__Problem description__
Using the data below, copy each line that includes the word "else".

[Dataset records Boundary: Start]

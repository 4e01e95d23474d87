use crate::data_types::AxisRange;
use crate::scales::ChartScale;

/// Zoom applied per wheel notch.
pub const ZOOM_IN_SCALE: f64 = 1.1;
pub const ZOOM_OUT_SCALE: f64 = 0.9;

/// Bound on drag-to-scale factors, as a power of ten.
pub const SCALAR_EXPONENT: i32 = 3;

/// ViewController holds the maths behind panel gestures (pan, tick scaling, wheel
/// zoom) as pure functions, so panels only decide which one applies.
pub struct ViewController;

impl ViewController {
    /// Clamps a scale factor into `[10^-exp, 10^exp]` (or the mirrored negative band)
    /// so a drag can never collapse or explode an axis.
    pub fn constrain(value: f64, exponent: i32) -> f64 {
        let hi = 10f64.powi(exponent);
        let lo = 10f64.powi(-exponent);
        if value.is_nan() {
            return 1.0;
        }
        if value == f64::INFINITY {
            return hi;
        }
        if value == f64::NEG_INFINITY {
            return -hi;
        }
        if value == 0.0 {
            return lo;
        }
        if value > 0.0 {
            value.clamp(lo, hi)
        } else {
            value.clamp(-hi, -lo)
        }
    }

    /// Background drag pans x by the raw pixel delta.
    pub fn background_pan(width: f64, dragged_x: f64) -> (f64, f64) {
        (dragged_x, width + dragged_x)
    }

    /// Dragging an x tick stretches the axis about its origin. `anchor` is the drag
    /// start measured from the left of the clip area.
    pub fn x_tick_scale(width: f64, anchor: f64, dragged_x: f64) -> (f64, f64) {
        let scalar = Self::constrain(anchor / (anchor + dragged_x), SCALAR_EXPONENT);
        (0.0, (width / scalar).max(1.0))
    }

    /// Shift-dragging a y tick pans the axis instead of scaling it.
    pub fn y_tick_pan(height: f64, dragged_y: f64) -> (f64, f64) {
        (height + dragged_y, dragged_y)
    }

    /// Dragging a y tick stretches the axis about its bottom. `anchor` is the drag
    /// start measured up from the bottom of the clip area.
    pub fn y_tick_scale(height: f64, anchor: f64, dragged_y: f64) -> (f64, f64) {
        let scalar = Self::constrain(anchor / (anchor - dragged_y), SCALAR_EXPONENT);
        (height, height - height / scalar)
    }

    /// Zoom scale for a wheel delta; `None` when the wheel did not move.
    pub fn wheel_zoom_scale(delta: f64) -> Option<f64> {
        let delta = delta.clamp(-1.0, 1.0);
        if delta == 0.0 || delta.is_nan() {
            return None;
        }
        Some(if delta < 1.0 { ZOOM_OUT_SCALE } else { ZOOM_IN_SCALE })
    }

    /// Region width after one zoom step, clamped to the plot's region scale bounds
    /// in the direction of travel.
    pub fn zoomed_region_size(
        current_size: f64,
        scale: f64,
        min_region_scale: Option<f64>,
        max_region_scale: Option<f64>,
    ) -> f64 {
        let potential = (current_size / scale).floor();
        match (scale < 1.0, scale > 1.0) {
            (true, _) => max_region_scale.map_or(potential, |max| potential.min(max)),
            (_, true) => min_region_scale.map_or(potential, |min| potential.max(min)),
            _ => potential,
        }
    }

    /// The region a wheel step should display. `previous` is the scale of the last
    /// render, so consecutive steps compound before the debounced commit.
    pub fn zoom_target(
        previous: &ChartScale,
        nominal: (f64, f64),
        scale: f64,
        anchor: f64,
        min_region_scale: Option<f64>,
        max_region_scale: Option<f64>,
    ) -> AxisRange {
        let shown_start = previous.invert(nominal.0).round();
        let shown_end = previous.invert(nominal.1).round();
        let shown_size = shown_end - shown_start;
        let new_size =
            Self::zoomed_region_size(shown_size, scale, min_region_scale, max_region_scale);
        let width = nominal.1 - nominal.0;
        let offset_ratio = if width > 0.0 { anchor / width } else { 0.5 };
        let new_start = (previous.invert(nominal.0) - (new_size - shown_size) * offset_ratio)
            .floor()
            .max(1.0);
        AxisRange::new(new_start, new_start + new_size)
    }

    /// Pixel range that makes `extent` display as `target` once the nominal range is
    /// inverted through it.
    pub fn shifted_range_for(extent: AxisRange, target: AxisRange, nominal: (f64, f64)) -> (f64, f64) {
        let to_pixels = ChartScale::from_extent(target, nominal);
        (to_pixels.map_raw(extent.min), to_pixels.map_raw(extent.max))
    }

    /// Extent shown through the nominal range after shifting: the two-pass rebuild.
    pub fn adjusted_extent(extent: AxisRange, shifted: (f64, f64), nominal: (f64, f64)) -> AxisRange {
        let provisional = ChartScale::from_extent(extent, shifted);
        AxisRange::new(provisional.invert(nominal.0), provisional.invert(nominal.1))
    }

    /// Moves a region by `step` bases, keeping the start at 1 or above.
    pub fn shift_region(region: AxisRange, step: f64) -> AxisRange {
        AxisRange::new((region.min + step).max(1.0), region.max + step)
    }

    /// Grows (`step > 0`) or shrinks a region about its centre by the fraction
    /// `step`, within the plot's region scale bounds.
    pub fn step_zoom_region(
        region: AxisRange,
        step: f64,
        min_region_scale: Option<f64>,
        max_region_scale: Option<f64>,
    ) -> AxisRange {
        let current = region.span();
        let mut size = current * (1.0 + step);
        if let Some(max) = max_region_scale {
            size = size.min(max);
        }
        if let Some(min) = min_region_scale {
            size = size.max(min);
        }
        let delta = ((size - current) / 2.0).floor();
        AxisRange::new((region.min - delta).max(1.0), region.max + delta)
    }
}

[Dataset records Boundary: End]

__Response box__
        } else {
        Some(if delta < 1.0 { ZOOM_OUT_SCALE } else { ZOOM_IN_SCALE })
        let offset_ratio = if width > 0.0 { anchor / width } else { 0.5 };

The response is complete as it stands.